Parece que el comer une – al menos por las muchas respuestas que recibí de mis fieles y leales lectores por la nota de la semana pasada sobre el café, nota que desde ya aclaro, tendrá continuación.
Es que, siguiendo con el encantador librito de John Dikie, el comer es parte del ser nacional, si es que éste existe; pero además, es parte de la vivencia personal placentera, quizás una de las pocas que se pueden comentar en público sin salir de las buenas costumbres y maneras.
Así que… ¡hablemos de comida!
Empecemos por el primer plato que, como en todas las mesas occidentales, en Israel a veces se convierte en la parte principal – o única – de la comida, al menos al mediodía.
Porque el israelí normal no abunda en almuerzos en días laborales: simplemente no tiene tiempo. A no ser que se trate de almuerzos de trabajo – generalmente pagados por otro o a costa de la empresa: ahí todo se desboca y se come de todo e implacablemente, pero no es ese el tema de hoy: sobre los almuerzos de trabajo – de los que puedo escribir una enciclopedia – será para otra vez.

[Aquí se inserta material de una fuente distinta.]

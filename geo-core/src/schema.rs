//! Persisted store schema and migration from the legacy layout.
//!
//! Current documents carry `"version": 2`. Documents written by older
//! releases have no version and keep one flat record per campaign, with
//! dates on each region and expiry possibly only in milliseconds. Loading
//! always goes through [`load_document`], which migrates legacy documents.

use chrono::{DateTime, Utc};
use geocast_types::{
    distant_future, format_date, parse_date, reference_date, GeoError, RegionRecord, GEO_MESSAGE_TYPE,
};
use serde::{Deserialize, Serialize};
use serde_json::{json, Value};

use crate::{CampaignState, MessageRecord, PendingReport};

/// Version written by this release.
pub const STORE_VERSION: u32 = 2;

/// Legacy `origin` value of campaigns created manually on the device.
const LEGACY_ORIGIN_MANUAL: u8 = 1;

/// A stored campaign: its push payload plus mutable state.
#[derive(Debug, Clone, PartialEq, Serialize, Deserialize)]
#[serde(rename_all = "camelCase")]
pub struct CampaignRecord {
    /// Push payload the campaign was built from.
    pub payload: Value,
    /// Regions with their event counters.
    pub regions: Vec<RegionRecord>,
    /// Server-driven state.
    #[serde(default)]
    pub campaign_state: CampaignState,
}

impl CampaignRecord {
    /// Message id of the stored payload.
    pub fn message_id(&self) -> Option<&str> {
        self.payload.get("messageId").and_then(Value::as_str)
    }
}

/// The whole persisted state.
#[derive(Debug, Clone, PartialEq, Serialize, Deserialize)]
#[serde(rename_all = "camelCase")]
pub struct StoreDocument {
    /// Schema version.
    pub version: u32,
    /// Stored campaigns.
    #[serde(default)]
    pub campaigns: Vec<CampaignRecord>,
    /// Reports not yet confirmed by the server.
    #[serde(default)]
    pub pending_reports: Vec<PendingReport>,
    /// Message records.
    #[serde(default)]
    pub messages: Vec<MessageRecord>,
}

impl Default for StoreDocument {
    fn default() -> Self {
        Self {
            version: STORE_VERSION,
            campaigns: Vec::new(),
            pending_reports: Vec::new(),
            messages: Vec::new(),
        }
    }
}

/// Unversioned document written by older releases.
#[derive(Debug, Clone, Default, PartialEq, Deserialize)]
pub struct LegacyDocument {
    /// Stored campaigns.
    #[serde(default)]
    pub campaigns: Vec<LegacyCampaign>,
}

/// A campaign in the legacy layout.
#[derive(Debug, Clone, PartialEq, Deserialize)]
#[serde(rename_all = "camelCase")]
pub struct LegacyCampaign {
    /// Message id, also used as campaign id.
    pub id: String,
    /// Notification title.
    #[serde(default)]
    pub title: Option<String>,
    /// Notification body.
    #[serde(default)]
    pub message: Option<String>,
    /// When the campaign was received.
    #[serde(default)]
    pub received_date: Option<String>,
    /// Regions with their own dates.
    #[serde(default)]
    pub regions: Vec<RegionRecord>,
    /// 0 for pushed campaigns, 1 for manual ones.
    #[serde(default)]
    pub origin: u8,
}

/// A document tagged with the schema it was written in.
#[derive(Debug, Clone, PartialEq)]
pub enum StoredSchema {
    /// Unversioned.
    Legacy(LegacyDocument),
    /// `version == 2`.
    Current(StoreDocument),
}

impl StoredSchema {
    /// Identify the schema of a raw document.
    pub fn detect(value: Value) -> Result<Self, GeoError> {
        match value.get("version").map(Value::as_u64) {
            None => Ok(Self::Legacy(serde_json::from_value(value)?)),
            Some(Some(v)) if v == u64::from(STORE_VERSION) => {
                Ok(Self::Current(serde_json::from_value(value)?))
            }
            Some(v) => Err(GeoError::InvalidPayload(format!(
                "unsupported store version {}",
                v.map_or_else(|| "?".to_string(), |v| v.to_string())
            ))),
        }
    }
}

/// Bring any supported schema to the current one.
pub fn migrate(schema: StoredSchema) -> StoreDocument {
    match schema {
        StoredSchema::Current(document) => document,
        StoredSchema::Legacy(legacy) => StoreDocument {
            campaigns: legacy
                .campaigns
                .iter()
                .filter_map(|campaign| match migrate_campaign(campaign) {
                    Ok(record) => record,
                    Err(e) => {
                        tracing::debug!("Dropping legacy campaign {}: {}", campaign.id, e);
                        None
                    }
                })
                .collect(),
            ..StoreDocument::default()
        },
    }
}

/// Detect and migrate a raw document.
pub fn load_document(value: Value) -> Result<StoreDocument, GeoError> {
    StoredSchema::detect(value).map(migrate)
}

fn migrate_campaign(campaign: &LegacyCampaign) -> Result<Option<CampaignRecord>, GeoError> {
    if campaign.origin == LEGACY_ORIGIN_MANUAL || campaign.regions.is_empty() {
        return Ok(None);
    }

    let mut start: Option<DateTime<Utc>> = None;
    let mut expiry: Option<DateTime<Utc>> = None;
    let mut regions = Vec::with_capacity(campaign.regions.len());
    for region in &campaign.regions {
        let (region_start, region_expiry) = legacy_region_dates(region)?;
        start = Some(start.map_or(region_start, |s| s.min(region_start)));
        expiry = Some(expiry.map_or(region_expiry, |e| e.max(region_expiry)));
        regions.push(RegionRecord {
            start_time: None,
            expiry_time: None,
            expiry: None,
            ..region.clone()
        });
    }
    let start = start.unwrap_or_else(reference_date);
    let expiry = expiry.unwrap_or_else(distant_future);

    let geo: Vec<Value> = regions
        .iter()
        .map(|r| {
            json!({
                "id": r.id,
                "latitude": r.latitude,
                "longitude": r.longitude,
                "radiusInMeters": r.radius_in_meters,
                "title": r.title,
            })
        })
        .collect();

    let payload = json!({
        "messageId": campaign.id,
        "internalData": {
            "campaignId": campaign.id,
            "startTime": format_date(&start),
            "expiryTime": format_date(&expiry),
            "silent": { "title": campaign.title, "body": campaign.message },
            "geo": geo,
            "messageType": GEO_MESSAGE_TYPE,
        }
    });

    Ok(Some(CampaignRecord {
        payload,
        regions,
        campaign_state: CampaignState::Active,
    }))
}

/// Region dates, preferring ISO strings over the millisecond expiry.
///
/// A region without any expiry, or with a non-positive millisecond
/// expiry, is invalid and takes its campaign down with it.
fn legacy_region_dates(region: &RegionRecord) -> Result<(DateTime<Utc>, DateTime<Utc>), GeoError> {
    let start = match region.start_time.as_deref() {
        Some(s) => parse_date(s)?,
        None => reference_date(),
    };
    let expiry = match (region.expiry_time.as_deref(), region.expiry) {
        (Some(s), _) => parse_date(s)?,
        (None, Some(ms)) if ms > 0.0 => DateTime::from_timestamp_millis(ms as i64)
            .ok_or_else(|| GeoError::InvalidDate(ms.to_string()))?,
        (None, Some(ms)) => return Err(GeoError::InvalidDate(ms.to_string())),
        (None, None) => {
            return Err(GeoError::InvalidPayload(format!(
                "region {} has no expiry",
                region.id
            )))
        }
    };
    Ok((start, expiry))
}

La frugal comida del israelí típico es la ensalada, pero no la simple ensalada que el occidental acostumbra. Anécdota: Un buen amigo pidió en un restaurante de Buenos Aires “una ensalada de lechuga, tomate y cebolla”, a lo que el camarero le preguntó “¿de qué otra cosa puede ser?”.
Aquí en Medio Oriente puede ser de casi cualquier cosa, fría o tibia: verduras, pastas, cereales, trozos de carne o pescado, cortada gruesamente o finamente picada, aderezada con aceite de oliva (no siempre genuino…) o ketchup, en definitiva, de todo.
Pero es infaltable el “humus”, que no es lo que la Wikipedia dice:
El humus es la sustancia compuesta por productos orgánicos, de naturaleza coloidal, que proviene de la descomposición de los restos orgánicos (hongos y bacterias). Se caracteriza por su color negruzco debido a la gran cantidad de carbono que contiene. Se encuentra principalmente en las partes altas de los suelos con actividad orgánica”
sino otra cosa: un simple puré de garbanzos cocidos, mezclados con aceite de oliva, ajonjolí o pasta de sésamo, jugo de limón, sal y ajo, que se come acompañado de pan (común o del chato, llamado “pita”).
A veces se le agrega algo más para darle color y justificar el precio: carne picada, garbanzos o frijoles enteros con salsa, recalentados por generaciones; un toque de pimienta o de paprika, un poco de perejil picado… pero en esencia es una simple pasta de garbanzos.
Usted lo puede comer con el tenedor, levantando miradas de suspicacia entre los vecinos de las otras mesas y miradas de disculpa entre sus comensales, o bien, como lo hace James Stewart en “El hombre que sabía demasiado”, acomodando el trozo de pita entre los tres dedos de la mano y untando con un torpe movimiento circular: en la película es cómico, en la vida real, más bien dramático, porque si no sabe hacerlo, el humus termina sobre su corbata – y si no tiene una, sobre la pechera de su camisa.
Había un cónsul israelí en Buenos Aires, que frente a cualquier plato que comiese, comentaba: “Está rico, pero ¡como el humus de Rajmu en Jerusalem, no hay…!”.
En la primera oportunidad que tuve, subí a Jerusalem, y entré en la sórdida humusería de Rajmu, y probé el tan mentado humus del cónsul, verificando que no hay mejor salsa que la nostalgia.